Preempted. She then sued, asserting claims of retaliation, sexual harassment, and intentional infliction of emotional distress. The district court dismissed the retaliation and sexual harassment claims as time-barred and declined to exercise supplemental jurisdiction over the remaining claim. She then refiled her IIED claim in state court, and U.S. Steel removed the case to federal court, which found that her emotional-distress claim was preempted because it was “‘inextricably linked’ to her claims of retaliation and sexual harassment.”

Illinois Human Rights Act. On appeal, the employee argued that the Illinois Human Rights Act did not preempt her common-law IIED claim. Pursuant to Section 8-111(D) of the Act: “[e]xcept as otherwise provided by law, no court of this state shall have jurisdiction over the subject of an alleged civil rights violation other than as set forth in this Act.” In the context of employment cases, observed the court, the Act defines “civil rights violation” to include sex discrimination and specifically bans sexual harassment in employment. It is also a civil rights violation to retaliate against an employee for complaining about either sexual harassment or unlawful discrimination.

However, misconduct that arises in the employment context might still form the basis for a sustainable common-law tort under Illinois law, said the appeals court, noting that the Act’s preemption provision is narrow. Citing to precedent from the state’s high court, the appeals court explained that the key to preemption is not whether the facts that support a common-law tort claim (like intentional infliction of emotional distress) would also support a claim under the Act, but rather whether the plaintiff can prove the elements of the tort “independent of any legal duties created by the Illinois Human Rights Act.”

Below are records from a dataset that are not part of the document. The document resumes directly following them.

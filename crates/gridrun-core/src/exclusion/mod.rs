//! Node exclusion list for batch submissions.
//!
//! The denylist file may be edited while a run is in progress, so the list is
//! rebuilt from disk for every submission.
use std::{fmt, path::Path};

use tracing::warn;

/// Ordered, de-duplicated set of node names.
#[derive(Debug, Clone, Default, PartialEq, Eq)]
pub struct ExclusionList(Vec<String>);

impl ExclusionList {
    /// Union of the caller's comma separated names and the denylist file.
    ///
    /// A missing file contributes nothing; an unreadable one is logged and skipped.
    pub fn build(caller: &str, denylist: Option<&Path>) -> Self {
        let contents = match denylist {
            Some(path) if path.exists() => match std::fs::read_to_string(path) {
                Ok(contents) => contents,
                Err(e) => {
                    warn!(target: "gridrun.core.exclusion", path = %path.display(), error = %e, "cannot read node denylist");
                    String::new()
                }
            },
            _ => String::new(),
        };
        Self::from_sources(caller, &contents)
    }

    /// Union of a comma separated list and newline separated file contents.
    pub fn from_sources(caller: &str, denylist: &str) -> Self {
        let mut list = Self::default();
        caller
            .split(',')
            .chain(denylist.lines())
            .for_each(|name| list.push(name));
        list
    }

    fn push(&mut self, name: &str) {
        let name = name.trim();
        if !name.is_empty() && !self.0.iter().any(|n| n == name) {
            self.0.push(name.to_string());
        }
    }

    pub fn is_empty(&self) -> bool {
        self.0.is_empty()
    }

    pub fn len(&self) -> usize {
        self.0.len()
    }
}

impl fmt::Display for ExclusionList {
    fn fmt(&self, f: &mut fmt::Formatter<'_>) -> fmt::Result {
        f.write_str(&self.0.join(","))
    }
}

Insurmountable hurdles. In this case, said the court, the alleged misconduct on which the employee could rely in asserting the emotional-distress claim was restricted only to that which the Illinois common law would attribute to U.S. Steel, as although the Act imposes strict liability on an employer for a supervisor’s misconduct, “not so with the common law.” Instead, under Illinois common law, an employer may be held vicariously liable for the tort of an employee if the tort is committed within the scope of the employment.

Not in employer’s interest. Turning to Section 228 of the Restatement (Second) of Agency, the court observed an employer is not liable for the acts of an employee where the acts complained of were committed solely for the benefit of the employee. And in the specific context of sexual assault, observed the court, the sexual nature of the misconduct generally disqualifies the employee’s act as being taken in furtherance of the employer’s interest.

Under these principle, U.S. Steel could not be held liable for two of the instances of alleged misconduct: the incident in which her supervisor jerked her jacket open and said “I like that,” and the incident in which he told the off-color joke in front of her. Even though offensive, neither incident had any apparent relation to his supervisory duties or could be said to further U.S. Steel’s interests.

Not extreme or outrageous. Further, said the court, under Illinois law, a plaintiff may recover damages for intentional infliction of emotional distress only if she establishes that the defendant’s conduct was truly extreme and outrageous, and here the alleged misconduct didn’t qualify. While her supervisor made comments about her lack of workplace competency, insulted her weight, and dared her to call him an insulting name to his face, and another manager grabbed a radio off her chest, none of these actions, either alone or in combination, amounted to extreme and outrageous conduct under Illinois law. This, said the court, was especially true given that this all took place in the workplace, where Illinois common law pays special care to avoid transforming employer-employee “disagreements” into an emotional-distress claim. Because the same was true of the actions of the HR personnel who allegedly made insensitive remarks to the employee, her emotional distress claim failed as a matter of law.